Saltar al contenido
Por Gustavo Thompson.
Los manuales clásicos de la política —los que se leen y los que se practican— hablan con claridad del concepto de coyuntura. La coyuntura es el tiempo breve, el momento específico, la instancia particular en la que los actores redefinen posiciones, revisan alianzas y recalculan estrategias. No es una anomalía: es una regla. Y suele intensificarse, como es sabido, en los ciclos electorales, especialmente cada dos años.
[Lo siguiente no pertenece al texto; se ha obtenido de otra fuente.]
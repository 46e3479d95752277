//! Builder configuration

/// Data node the name table is fed through
///
/// The angle brackets keep it out of reach of any cell, range or name id.
pub const NAME_REFERENCES: &str = "<references>";

/// Settings for a [`GraphBuilder`](crate::GraphBuilder)
#[derive(Debug, Clone, PartialEq, Eq)]
pub struct BuilderSettings {
    /// Id of the data node carrying the name table
    pub names_input: String,
    /// Pattern for function node ids when the seed is taken (`{seed}`, `{n}`)
    ///
    /// A pattern without `{n}` gets the counter appended.
    pub function_pattern: String,
    /// Pattern for the alias of a repeated subexpression (`{seed}`, `{n}`)
    pub alias_pattern: String,
    /// Collapse the result to its canonical shape (1x1 arrays become scalars)
    pub normalize_result: bool,
}

impl Default for BuilderSettings {
    fn default() -> Self {
        Self {
            names_input: NAME_REFERENCES.to_string(),
            function_pattern: "{seed}<{n}>".to_string(),
            alias_pattern: "c{n}>{seed}".to_string(),
            normalize_result: true,
        }
    }
}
En esos momentos, lo que ayer parecía imposible hoy se vuelve viable. Acuerdos impensados se concretan, antagonismos se relativizan y discursos que parecían irreconciliables se acomodan a nuevas realidades. Esa flexibilidad no es traición: es política. Porque la política no es un club de amigos ni una extensión de los vínculos personales; es, o debería ser, una herramienta para la construcción de proyectos colectivos orientados al bienestar general.
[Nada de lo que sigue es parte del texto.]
impl Dispatcher {
    pub fn new() -> Self {
        Self::default()
    }

    /// Register a data node, or update the default of an existing one
    ///
    /// Re-registering an id is idempotent: the node keeps its edges and
    /// filters, and only a supplied default replaces the stored one.
    pub fn add_data(&mut self, id: impl Into<NodeId>, default: Option<FormulaValue>) -> NodeId {
        let id = id.into();
        match self.data.get_mut(&id) {
            Some(attrs) => {
                if default.is_some() {
                    attrs.default_value = default;
                }
            }
            None => {
                self.data.insert(
                    id.clone(),
                    NodeAttributes {
                        default_value: default,
                        filters: Vec::new(),
                    },
                );
                self.data_order.push(id.clone());
            }
        }
        id
    }

    /// Register a function node reading `inputs` and writing `outputs`
    ///
    /// The function id is `seed` when free, else the first free id generated
    /// from `pattern`. Missing input and output data nodes are created.
    pub fn add_function(
        &mut self,
        seed: &str,
        pattern: &str,
        kind: FunctionKind,
        function: NodeFunction,
        inputs: Vec<NodeId>,
        outputs: Vec<NodeId>,
    ) -> NodeId {
        let id = unused_id(seed, pattern, |candidate| {
            self.functions.contains_key(candidate)
        });

        for input in &inputs {
            self.add_data(input.clone(), None);
        }
        for output in &outputs {
            self.add_data(output.clone(), None);
            self.producers
                .entry(output.clone())
                .or_default()
                .push(id.clone());
        }

        tracing::trace!(function = %id, ?kind, ?inputs, ?outputs, "registered function node");
        self.functions.insert(
            id.clone(),
            FunctionNode {
                kind,
                inputs,
                outputs,
                function,
            },
        );
        self.function_order.push(id.clone());
        id
    }

    /// First data id not in use: `seed` itself, or `pattern` filled with a counter
    pub fn allocate_unique_id(&self, seed: &str, pattern: &str) -> NodeId {
        unused_id(seed, pattern, |candidate| self.data.contains_key(candidate))
    }

    /// Whether a data node with this id exists
    pub fn contains_data(&self, id: &str) -> bool {
        self.data.contains_key(id)
    }

    /// Whether any node, data or function, has this id
    pub fn contains(&self, id: &str) -> bool {
        self.data.contains_key(id) || self.functions.contains_key(id)
    }

    pub fn node_attributes(&self, id: &str) -> FormulaResult<&NodeAttributes> {
        self.data
            .get(id)
            .ok_or_else(|| FormulaError::UnknownNode(id.to_string()))
    }

    pub fn node_attributes_mut(&mut self, id: &str) -> FormulaResult<&mut NodeAttributes> {
        self.data
            .get_mut(id)
            .ok_or_else(|| FormulaError::UnknownNode(id.to_string()))
    }

    pub fn default_value(&self, id: &str) -> Option<&FormulaValue> {
        self.data.get(id).and_then(|attrs| attrs.default_value.as_ref())
    }

    /// Incoming edges: producing functions of a data node, inputs of a function node
    pub fn predecessors(&self, id: &str) -> &[NodeId] {
        if let Some(function) = self.functions.get(id) {
            return &function.inputs;
        }
        self.producers.get(id).map_or(&[], Vec::as_slice)
    }

    pub fn function(&self, id: &str) -> Option<&FunctionNode> {
        self.functions.get(id)
    }

    /// Data node ids in registration order
    pub fn data_nodes(&self) -> impl Iterator<Item = &NodeId> + '_ {
        self.data_order.iter()
    }

    /// Function nodes in registration order
    pub fn function_nodes(&self) -> impl Iterator<Item = (&NodeId, &FunctionNode)> + '_ {
        self.function_order
            .iter()
            .filter_map(|id| self.functions.get_key_value(id))
    }

    pub fn node_count(&self) -> usize {
        self.data.len() + self.functions.len()
    }

    /// Evaluate everything reachable from the defaults and `inputs`
    ///
    /// Inputs naming no data node are ignored. A function runs once all its
    /// inputs are known, unless every one of its outputs already is.
    /// Errors raised by a function abort the dispatch unchanged.
    pub fn dispatch(&self, inputs: &Solution) -> FormulaResult<Solution> {
        let mut solution = Solution::with_capacity(self.data.len());
        for (id, attrs) in &self.data {
            if let Some(value) = &attrs.default_value {
                solution.insert(id.clone(), attrs.filtered(value.clone()));
            }
        }
        for (id, value) in inputs {
            match self.data.get(id) {
                Some(attrs) => {
                    solution.insert(id.clone(), attrs.filtered(value.clone()));
                }
                None => tracing::trace!(input = %id, "ignoring input for unknown node"),
            }
        }

        let mut pending: Vec<&NodeId> = self
            .function_order
            .iter()
            .filter(|id| {
                let node = &self.functions[*id];
                !node.outputs.iter().all(|out| solution.contains_key(out))
            })
            .collect();

        loop {
            let before = pending.len();
            let mut waiting = Vec::with_capacity(pending.len());
            for id in pending {
                let node = &self.functions[id];
                let args: Option<Vec<FormulaValue>> = node
                    .inputs
                    .iter()
                    .map(|input| solution.get(input).cloned())
                    .collect();
                let Some(args) = args else {
                    waiting.push(id);
                    continue;
                };

                tracing::trace!(function = %id, "running function node");
                let results = (node.function)(&args)?;
                if results.len() != node.outputs.len() {
                    return Err(FormulaError::Evaluation(format!(
                        "function node {} produced {} value(s) for {} output(s)",
                        id,
                        results.len(),
                        node.outputs.len()
                    )));
                }
                for (out, value) in node.outputs.iter().zip(results) {
                    if !solution.contains_key(out) {
                        let value = self.data[out].filtered(value);
                        solution.insert(out.clone(), value);
                    }
                }
            }
            pending = waiting;
            if pending.is_empty() || pending.len() == before {
                break;
            }
        }

        Ok(solution)
    }
}

impl fmt::Debug for Dispatcher {
    fn fmt(&self, f: &mut fmt::Formatter<'_>) -> fmt::Result {
        f.debug_struct("Dispatcher")
            .field("data", &self.data_order)
            .field("functions", &self.function_order)
            .finish()
    }
}

fn unused_id(seed: &str, pattern: &str, taken: impl Fn(&str) -> bool) -> NodeId {
    if !taken(seed) {
        return NodeId::new(seed);
    }
    // A pattern without a counter would yield one candidate forever
    let pattern = if pattern.contains("{n}") {
        Cow::Borrowed(pattern)
    } else {
        Cow::Owned(format!("{}{{n}}", pattern))
    };
    let mut n: u64 = 0;
    loop {
        let candidate = pattern
            .replace("{seed}", seed)
            .replace("{n}", &n.to_string());
        if !taken(&candidate) {
            return NodeId::from(candidate);
        }
        n += 1;
    }
}

#[cfg(test)]
mod tests {
    use super::*;
    use pretty_assertions::assert_eq;

    fn add_one() -> NodeFunction {
        Arc::new(|args: &[FormulaValue]| -> FormulaResult<Vec<FormulaValue>> {
            Ok(vec![FormulaValue::Number(args[0].as_number().unwrap_or(0.0) + 1.0)])
        })
    }

    fn ids(names: &[&str]) -> Vec<NodeId> {
        names.iter().map(|n| NodeId::new(n)).collect()
    }

    #[test]
    fn test_add_data_is_idempotent() {
        let mut dsp = Dispatcher::new();
        dsp.add_data("a", Some(1.0.into()));
        dsp.add_data("a", None);
        assert_eq!(dsp.default_value("a"), Some(&FormulaValue::Number(1.0)));
        dsp.add_data("a", Some(2.0.into()));
        assert_eq!(dsp.default_value("a"), Some(&FormulaValue::Number(2.0)));
        assert_eq!(dsp.data_nodes().count(), 1);
    }

    #[test]
    fn test_function_ids_are_unique_and_separate_from_data() {
        let mut dsp = Dispatcher::new();
        dsp.add_data("inc", None);
        let f1 = dsp.add_function("inc", "{seed}<{n}>", FunctionKind::Compute, add_one(), ids(&["a"]), ids(&["b"]));
        let f2 = dsp.add_function("inc", "{seed}<{n}>", FunctionKind::Compute, add_one(), ids(&["b"]), ids(&["c"]));
        assert_eq!(f1.as_str(), "inc");
        assert_eq!(f2.as_str(), "inc<0>");
        assert!(dsp.contains_data("inc"));
        assert_eq!(dsp.predecessors("c"), &ids(&["inc<0>"])[..]);
        assert_eq!(dsp.predecessors("inc<0>"), &ids(&["b"])[..]);
        assert!(dsp.predecessors("a").is_empty());
    }

    #[test]
    fn test_allocate_unique_id() {
        let mut dsp = Dispatcher::new();
        assert_eq!(dsp.allocate_unique_id("x", "c{n}>{seed}").as_str(), "x");
        dsp.add_data("x", None);
        dsp.add_data("c0>x", None);
        assert_eq!(dsp.allocate_unique_id("x", "c{n}>{seed}").as_str(), "c1>x");
    }

    #[test]
    fn test_allocate_unique_id_without_counter_in_pattern() {
        let mut dsp = Dispatcher::new();
        for _ in 0..4 {
            let id = dsp.allocate_unique_id("x", "{seed}'");
            dsp.add_data(id, None);
        }
        assert_eq!(
            dsp.data_nodes().map(NodeId::as_str).collect::<Vec<_>>(),
            vec!["x", "x'0", "x'1", "x'2"]
        );

        let f1 = dsp.add_function("f", "{seed}!", FunctionKind::Compute, add_one(), vec![], vec![]);
        let f2 = dsp.add_function("f", "{seed}!", FunctionKind::Compute, add_one(), vec![], vec![]);
        assert_eq!((f1.as_str(), f2.as_str()), ("f", "f!0"));
    }

    #[test]
    fn test_dispatch_chain() {
        let mut dsp = Dispatcher::new();
        dsp.add_function("f", "{seed}<{n}>", FunctionKind::Compute, add_one(), ids(&["a"]), ids(&["b"]));
        dsp.add_function("g", "{seed}<{n}>", FunctionKind::Compute, add_one(), ids(&["b"]), ids(&["c"]));

        let solution = dsp.dispatch(&Solution::default()).unwrap();
        assert!(solution.is_empty());

        let mut inputs = Solution::default();
        inputs.insert("a".into(), 1.0.into());
        inputs.insert("zzz".into(), 1.0.into());
        let solution = dsp.dispatch(&inputs).unwrap();
        assert_eq!(solution.get("c"), Some(&FormulaValue::Number(3.0)));
        assert!(!solution.contains_key("zzz"));
    }

    #[test]
    fn test_dispatch_skips_known_outputs_and_applies_filters() {
        let mut dsp = Dispatcher::new();
        dsp.add_function("f", "{seed}<{n}>", FunctionKind::Compute, add_one(), ids(&["a"]), ids(&["b"]));
        dsp.node_attributes_mut("b")
            .unwrap()
            .filters
            .push(Arc::new(|v: FormulaValue| FormulaValue::Number(v.as_number().unwrap_or(0.0) * 10.0)));

        let mut inputs = Solution::default();
        inputs.insert("a".into(), 1.0.into());
        assert_eq!(dsp.dispatch(&inputs).unwrap()["b"], FormulaValue::Number(20.0));

        inputs.insert("b".into(), 5.0.into());
        assert_eq!(dsp.dispatch(&inputs).unwrap()["b"], FormulaValue::Number(50.0));
    }

    #[test]
    fn test_dispatch_propagates_function_errors() {
        let mut dsp = Dispatcher::new();
        let failing: NodeFunction = Arc::new(|_: &[FormulaValue]| -> FormulaResult<Vec<FormulaValue>> {
            Err(FormulaError::Evaluation("boom".into()))
        });
        dsp.add_function("f", "{seed}<{n}>", FunctionKind::Compute, failing, vec![], ids(&["out"]));
        assert_eq!(
            dsp.dispatch(&Solution::default()).unwrap_err(),
            FormulaError::Evaluation("boom".into())
        );
    }

    #[test]
    fn test_unknown_node_attributes() {
        let mut dsp = Dispatcher::new();
        assert_eq!(
            dsp.node_attributes_mut("nope").unwrap_err(),
            FormulaError::UnknownNode("nope".into())
        );
    }
}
Ahora bien, entender la coyuntura exige formación, lectura y criterio. Quienes ingresan a la política sin comprender estas reglas básicas suelen caer en confusiones graves: creen que todo vale, que cualquier giro es justificable y que la memoria es un estorbo. No lo es. La coyuntura no anula la historia, la interpreta. Y cuando se la usa para negar responsabilidades, deja de ser inteligencia para convertirse en cinismo.
Hay una premisa elemental que todo dirigente debería asumir:
no todo puede explicarse por coyuntura, y no todo debe resolverse con pragmatismo.
La política exige, además de cálculo, humor democrático: capacidad de aceptar críticas, de convivir con diferencias y de entender que el disenso no es una ofensa personal. Quien no sabe marcar límites sin dramatizar, quien convierte cada diferencia en una herida, probablemente esté en el lugar equivocado.
Pero también es cierto que todo extremo es nocivo. Tan dañino es el dogmatismo rígido como el pragmatismo sin ética. Y aquí aparece un punto central que San Luis no puede soslayar.
El límite de la coyuntura
Pensar que el principio de la coyuntura puede aplicarse sin restricciones a dirigentes que llevan décadas en el poder, que han atravesado todas las instancias posibles y que ya superan incluso el límite biológico de la renovación política, es una distorsión del concepto.
El caso de los hermanos Rodríguez Saá es paradigmático.
Durante años, protagonizaron una ruptura feroz que partió a la provincia en dos, destruyó organizaciones políticas, fracturó militancias, arruinó trayectorias personales y sembró resentimientos que todavía persisten. No fue una diferencia programática. Fue una guerra de poder trasladada a la sociedad. Miles de sanluiseños pagaron las consecuencias de esa disputa: con exclusión, con persecuciones, con silencios obligados y con heridas que no cicatrizaron.
Pretender hoy que una eventual reconciliación —explicada bajo el rótulo cómodo de “coyuntura”— habilite un regreso político como si nada hubiera ocurrido, no es pragmatismo. Es una falta de respeto. No sólo a la historia reciente, sino a la inteligencia de los sanluiseños.
La coyuntura puede explicar un acuerdo entre espacios distintos, entre dirigentes jóvenes, entre proyectos que buscan corregir rumbos. Pero no puede usarse para blanquear daños estructurales, ni para reciclar liderazgos agotados que ya tuvieron todas las oportunidades y dejaron un saldo social negativo.
En política, la coherencia no significa rigidez; significa responsabilidad. Y la responsabilidad implica saber cuándo retirarse, cuándo dar paso y cuándo reconocer que el tiempo propio ya fue.
San Luis no necesita más retornos forzados ni acuerdos de supervivencia. Necesita una dirigencia que entienda que el poder no es un derecho adquirido, que la memoria social importa y que no todo lo que es posible es legítimo.
Porque cuando la coyuntura se convierte en excusa para negar el daño causado, deja de ser una herramienta política y pasa a ser un insulto colectivo.
Y eso, lejos de fortalecer la democracia, la degrada.